Thanks to the Internet and the bloggysphere, I already know what random strangers think of me. That’s why I ditched all of the big brother tools, like things that allow you track who is reading and linking to your site. I got tired of thinking “hey, a new blogpal” only to discover people were secretly posting what they thought of me based on my blog (apparently I’m retarded and stalking various people by leaving an occasional blog comment). I have no further desire to learn what anyone around me really thinks. On the other hand, being able to sit in my cubicle and appear to work while I drop things on my coworkers’ heads would be a real morale booster for me. Plus, I would practice unhooking bras with my mind.
X-ray Vision or Super Hearing?
Although I love the sounds boobs make, I think I would prefer to see them.
Ability to Burn Things or Ability to Freeze Things?

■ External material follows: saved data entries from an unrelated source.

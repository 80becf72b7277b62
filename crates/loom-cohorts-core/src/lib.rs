// Copyright (c) 2025 Geoffrey Huntley <ghuntley@ghuntley.com>. All rights reserved.
// SPDX-License-Identifier: Proprietary

//! Core types for on-device behavioral cohorts.
//!
//! This crate holds everything that can be computed without I/O:
//!
//! - [`SignalSnapshot`]: an immutable view of locally aggregated usage signals
//! - [`RuleSet`]: the versioned, server-distributed cohort definitions
//! - [`CohortCriteria`]: app-registered definitions with event-history rules
//! - [`evaluate`] / [`evaluate_criteria`]: pure evaluation producing ranked
//!   cohort identifiers
//!
//! Raw signals never leave the device; only the resulting cohort identifiers
//! are handed to the ad-request path.

pub mod criteria;
pub mod error;
pub mod evaluator;
pub mod history;
pub mod matching;
pub mod rule_set;
pub mod signal;
pub mod value;

pub use criteria::{
	validate_cohort_id, CohortCriteria, CohortRule, MAX_COHORT_ID_LENGTH, MAX_TIME_WINDOW_DAYS,
};
pub use error::ValidationError;
pub use evaluator::{evaluate, evaluate_detailed, CohortMatch};
pub use history::{EventHistory, EventProperties, HistoryEntry, InMemoryEventHistory, NoEventHistory};
pub use matching::{criteria_matches, evaluate_criteria};
pub use rule_set::{
	AdvertiserValue, CohortCondition, CohortDefinition, ConditionOperator, ConditionValue, FieldRef,
	RuleSet,
};
pub use signal::{SignalField, SignalSnapshot};
pub use value::{PropertyValue, ScalarValue, SignalValue};
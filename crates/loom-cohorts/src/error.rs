// Copyright (c) 2025 Geoffrey Huntley <ghuntley@ghuntley.com>. All rights reserved.
// SPDX-License-Identifier: Proprietary

//! Error types for the cohorts SDK.

use loom_cohorts_core::ValidationError;
use loom_common_http::RetryableError;
use thiserror::Error;

use crate::config::ConfigError;

/// Result type alias for cohorts operations.
pub type Result<T> = std::result::Result<T, CohortsError>;

/// Top-level cohorts SDK errors.
#[derive(Debug, Error)]
pub enum CohortsError {
	/// An app-supplied definition or event was rejected before storage.
	#[error("validation failed: {0}")]
	Validation(#[from] ValidationError),

	/// No rule set has ever been cached and the refresh failed.
	#[error("no cohort rules available: {0}")]
	NoRulesAvailable(#[source] FetchError),

	#[error("storage error: {0}")]
	Storage(#[from] StorageError),

	#[error("invalid or missing app key")]
	InvalidAppKey,

	#[error("invalid or missing base URL")]
	InvalidBaseUrl,

	/// The HTTP client could not be constructed.
	#[error("failed to build HTTP client: {0}")]
	HttpClient(#[source] reqwest::Error),

	#[error("configuration error: {0}")]
	Config(#[from] ConfigError),
}

/// Durable storage failures. Always logged and treated as non-fatal by the
/// components; in-memory state stays authoritative.
#[derive(Debug, Error)]
pub enum StorageError {
	#[error("I/O error: {0}")]
	Io(#[from] std::io::Error),

	#[error("serialization error: {0}")]
	Serialization(#[from] serde_json::Error),

	#[error("invalid storage key '{0}'")]
	InvalidKey(String),
}

/// Failures of the conditional rule fetch.
#[derive(Debug, Error)]
pub enum FetchError {
	/// Connection, timeout or body read failure.
	#[error("request failed: {0}")]
	Transport(#[source] reqwest::Error),

	#[error("app key was rejected")]
	Unauthorized,

	#[error("unexpected status ({status}): {message}")]
	Status { status: u16, message: String },

	#[error("failed to parse rule set: {0}")]
	Parse(String),

	/// The server answered "not modified" although no version was sent.
	#[error("server reported no change but no rule set is cached")]
	UnexpectedNotModified,
}

impl RetryableError for FetchError {
	fn is_retryable(&self) -> bool {
		match self {
			FetchError::Transport(e) => e.is_retryable(),
			FetchError::Status { status, .. } => matches!(*status, 408 | 429 | 500..=599),
			_ => false,
		}
	}
}

/// Failures of a batch delivery, classified by response.
///
/// The queue handles every variant the same way; the classification exists
/// for logging and for callers inspecting a failed send.
#[derive(Debug, Error)]
pub enum DeliveryError {
	#[error("app key was rejected")]
	Unauthorized,

	#[error("rate limited, retry after {retry_after_secs:?} seconds")]
	RateLimited { retry_after_secs: Option<u64> },

	#[error("server error ({status}): {message}")]
	ServerError { status: u16, message: String },

	#[error("unexpected status ({status}): {message}")]
	Http { status: u16, message: String },

	/// Connection, timeout or body read failure.
	#[error("request failed: {0}")]
	Transport(#[source] reqwest::Error),
}

impl DeliveryError {
	/// Classifies a non-success status code.
	pub fn from_status(status: u16, message: String, retry_after_secs: Option<u64>) -> Self {
		match status {
			401 => DeliveryError::Unauthorized,
			429 => DeliveryError::RateLimited { retry_after_secs },
			500..=599 => DeliveryError::ServerError { status, message },
			_ => DeliveryError::Http { status, message },
		}
	}

	/// Short label used as a structured log field.
	pub fn kind(&self) -> &'static str {
		match self {
			DeliveryError::Unauthorized => "unauthorized",
			DeliveryError::RateLimited { .. } => "rate_limited",
			DeliveryError::ServerError { .. } => "server_error",
			DeliveryError::Http { .. } => "http_error",
			DeliveryError::Transport(_) => "transport",
		}
	}
}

Pyrokinesis (the ability to light and control fires with the mind) would definitely be at the top of any list I made wishing for super powers. Freezing stuff would come in handy if my beer got warm, but it’s no substitute for being able to set people ablaze. “You want to talk to me about Scientology? I SET YOU ON FIRE!” Unfortunately, I would be easy to trace. Just follow the charred corpses of slow commuters from my doorstep to my cubicle.
Magic or Psychic?
I'm assuming psychic in this case means predicting the future. Other than manning a booth at a carnival, it seems pretty useless. Have you ever imagined how difficult it would be to convince someone to change their course of action because you claimed to have had a psychic vision? Magic, on the other hand, could actually make things happen, like pulling this C-bunny from a hat.
Ability to See into the Past or Ability to See into the Future?
I have the ability to see into the past. It’s called “memory”. But if I could see into the future I could do amazing things, like see whether or not I liked a movie so I’ll know if I should save the cost of the ticket. Also, I could rack up on gambling. And I could look at women and see if I would go to jail for raping them, or beat the rap. And I would see if drugs would land me in rehab, or if I’d get away with indulging. “Look – it’s Gambling Crack-Whore Didn’t See Speed Racer Man!”
Shapechanging or Phasing (the ability to move through solid objects)?
Shapechanging, so I could take on the form of a guy half my age with twice the penis. Or I could just assume the shape of a Japanese schoolgirl and stay home molesting myself.
Phasing or Invisibility?
Phasing, so that I can more easily make it to the toilet when it’s an emergency. Also, that would be a cool way to undress. “You’re in the mood, J-baby? I’M NAKED!”
Phasing or Invulnerability?
Phasing is a kind of invulnerability since you can’t be hit while phased, but since it’s not always on I would still be susceptible to disease. Any defense against sharting wins automatically, so invulnerability it is.
Create Illusions or Shapechanging?
Illusions are fun, but not real. If you try to attack me by creating the illusion of an assault vampire chocolate pie, I’ll turn into a real rhino and ram the hell out of you.